Mouse control lets birds live


In the end, even adult albatrosses were no longer safe on Gough Island: ” target=”_blank”>Hungry mice ate them alive when the seabirds came to breed on the small British Atlantic island, and millions of chicks fell victim to the rodents, The losses were so dramatic that ecologists urgently recommended eradicating the mice, which was actually tackled in 2021 and at least gave seabirds some breathing space in 2022, the British bird conservation organization RSPB reports in her blog.

The past breeding season was therefore the most successful for various species in at least ten years. Among the endangered MacGillivray’s petrels (Pachyptila macgillivrayi) for example, 82 percent of the chicks fledged, compared to the previous year’s average of 6 percent. In some years not even a single young animal survived the mouse attacks. With the even more endangered Tristan albatrosses (Diomedea dabbenena) the success rate increased from 32 to 76 percent and in the gray petrel (Procellaria cinerea) from 30 to 75 percent. ‘All in all, the seabirds on Gough have had a phenomenal breeding season this year and there has been no sign of mouse feeding,’ writes the RSPB.
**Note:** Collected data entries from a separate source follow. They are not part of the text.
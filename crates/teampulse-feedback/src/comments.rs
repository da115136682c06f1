//! Comment selection for the summarizer.

use crate::types::FeedbackRecord;

/// Placeholder answers people type when they have nothing to say.
pub const COMMENT_STOPLIST: &[&str] = &["na", "n/a", "none", "ntg", "nil", ""];

pub fn is_meaningful_comment(comment: &str) -> bool {
    let normalized = comment.trim().to_lowercase();
    !normalized.is_empty() && !COMMENT_STOPLIST.contains(&normalized.as_str())
}

/// Comments worth summarizing, in sheet order, duplicates kept.
pub fn select_comments(records: &[FeedbackRecord]) -> Vec<String> {
    records
        .iter()
        .filter(|r| is_meaningful_comment(&r.comment))
        .map(|r| r.comment.trim().to_string())
        .collect()
}

#[cfg(test)]
mod tests {
    use super::*;
    use chrono::NaiveDate;

    fn record(comment: &str) -> FeedbackRecord {
        FeedbackRecord {
            timestamp: NaiveDate::from_ymd_opt(2024, 6, 1)
                .unwrap()
                .and_hms_opt(9, 0, 0)
                .unwrap(),
            understanding: 0.0,
            instructor_rating: 0.0,
            comment: comment.to_string(),
        }
    }

    #[test]
    fn test_stoplist_is_case_insensitive() {
        assert!(!is_meaningful_comment("NA"));
        assert!(!is_meaningful_comment("N/A "));
        assert!(!is_meaningful_comment("na"));
        assert!(!is_meaningful_comment("None"));
        assert!(!is_meaningful_comment("NTG"));
        assert!(!is_meaningful_comment(" nil"));
        assert!(!is_meaningful_comment("   "));
    }

    #[test]
    fn test_real_comments_pass() {
        assert!(is_meaningful_comment("Great session"));
        assert!(is_meaningful_comment("nothing much"));
        assert!(is_meaningful_comment("n/a but the pace was fast"));
    }

    #[test]
    fn test_select_preserves_order_and_duplicates() {
        let records = vec![
            record("Loved the demo"),
            record("na"),
            record("More examples please"),
            record(""),
            record("Loved the demo"),
        ];
        assert_eq!(
            select_comments(&records),
            vec!["Loved the demo", "More examples please", "Loved the demo"]
        );
    }
}
//! Feedback pipeline: coordinates the directory, sheet source, analytics and
//! summarizer for one request.

use std::sync::Arc;

use chrono::{Local, NaiveDateTime};
use teampulse_core::{Result, DEFAULT_SHEET_RANGE};
use teampulse_feedback::{
    filter_records, parse_rows, select_comments, series_by_day, series_by_month, summarize,
    AggregateSummary, FeedbackRecord, TimeSeries, WindowSpec,
};
use teampulse_sheets::{extract_spreadsheet_id, EmployeeDirectory, SheetSource};
use teampulse_summarize::{SummaryRequester, TextGenerator};
use tracing::{debug, info};

use crate::types::{FeedbackRequest, FeedbackResponse};

/// Windowed statistics plus the comments to summarize.
#[derive(Debug, Clone, PartialEq)]
pub struct Analysis {
    pub total_feedbacks: usize,
    pub graph_data: Option<AggregateSummary>,
    pub graph_timeseries: Option<TimeSeries>,
    pub comments: Vec<String>,
}

/// Filter parsed records to `spec` and reduce them.
///
/// `None` when nothing falls inside the window. Range windows produce a daily
/// series, full windows a monthly one, everything else a point aggregate.
pub fn analyze(
    records: Vec<FeedbackRecord>,
    spec: &WindowSpec,
    now: NaiveDateTime,
) -> Option<Analysis> {
    let matched = filter_records(records, spec, now);
    if matched.is_empty() {
        return None;
    }

    let (graph_data, graph_timeseries) = match spec {
        WindowSpec::Range { .. } => (None, Some(series_by_day(&matched))),
        WindowSpec::Full => (None, Some(series_by_month(&matched))),
        _ => (Some(summarize(&matched)), None),
    };

    Some(Analysis {
        total_feedbacks: matched.len(),
        graph_data,
        graph_timeseries,
        comments: select_comments(&matched),
    })
}

/// End-to-end feedback summary for one employee and window.
pub struct FeedbackPipeline {
    directory: Arc<dyn EmployeeDirectory>,
    sheets: Arc<dyn SheetSource>,
    summarizer: SummaryRequester,
    sheet_range: String,
}

impl FeedbackPipeline {
    pub fn new(
        directory: Arc<dyn EmployeeDirectory>,
        sheets: Arc<dyn SheetSource>,
        generator: Arc<dyn TextGenerator>,
    ) -> Self {
        Self {
            directory,
            sheets,
            summarizer: SummaryRequester::new(generator),
            sheet_range: DEFAULT_SHEET_RANGE.to_string(),
        }
    }

    /// Override the A1 range read from each sheet.
    pub fn with_sheet_range(mut self, range: impl Into<String>) -> Self {
        self.sheet_range = range.into();
        self
    }

    pub fn sheet_range(&self) -> &str {
        &self.sheet_range
    }

    /// Run against the local wall clock.
    pub async fn run(&self, request: &FeedbackRequest) -> Result<FeedbackResponse> {
        self.run_at(request, Local::now().naive_local()).await
    }

    /// Run with an explicit reference clock.
    ///
    /// Invalid input fails before any external call. An empty sheet or an
    /// empty window is a successful empty response, not an error.
    pub async fn run_at(
        &self,
        request: &FeedbackRequest,
        now: NaiveDateTime,
    ) -> Result<FeedbackResponse> {
        let (employee, spec) = request.validate()?;

        let sheet_url = self.directory.feedback_sheet_url(&employee).await?;
        let spreadsheet_id = extract_spreadsheet_id(&sheet_url)?;
        let rows = self
            .sheets
            .fetch_rows(&spreadsheet_id, &self.sheet_range)
            .await?;

        if rows.len() < 2 {
            debug!("Sheet {} has no data rows", spreadsheet_id);
            return Ok(FeedbackResponse::empty());
        }

        let records = parse_rows(&rows);
        let parsed = records.len();
        let Some(analysis) = analyze(records, &spec, now) else {
            info!(
                "Feedback summary: employee={}, mode={}, rows={}, matched=0",
                employee,
                spec.mode(),
                parsed
            );
            return Ok(FeedbackResponse::empty());
        };

        let summary = self.summarizer.summarize(&analysis.comments).await?;

        info!(
            "Feedback summary: employee={}, mode={}, rows={}, matched={}, comments={}",
            employee,
            spec.mode(),
            parsed,
            analysis.total_feedbacks,
            analysis.comments.len()
        );

        Ok(FeedbackResponse {
            positive_feedback: summary.positive_feedback,
            improvement_areas: summary.improvement_areas,
            total_feedbacks: analysis.total_feedbacks,
            graph_data: analysis.graph_data,
            graph_timeseries: analysis.graph_timeseries,
        })
    }
}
However, the joy is not undiminished. By the end of 2021, the monitoring team had discovered a surviving mouse on Gough. At the end of the southern summer of 2022, the on-site ecologists even noticed a rapid increase in the number of mice. So the extermination campaign was not a complete success. After all, the comprehensively reduced mouse population ensured that the rodents that were still present had sufficient alternative food and did not attack any seabirds.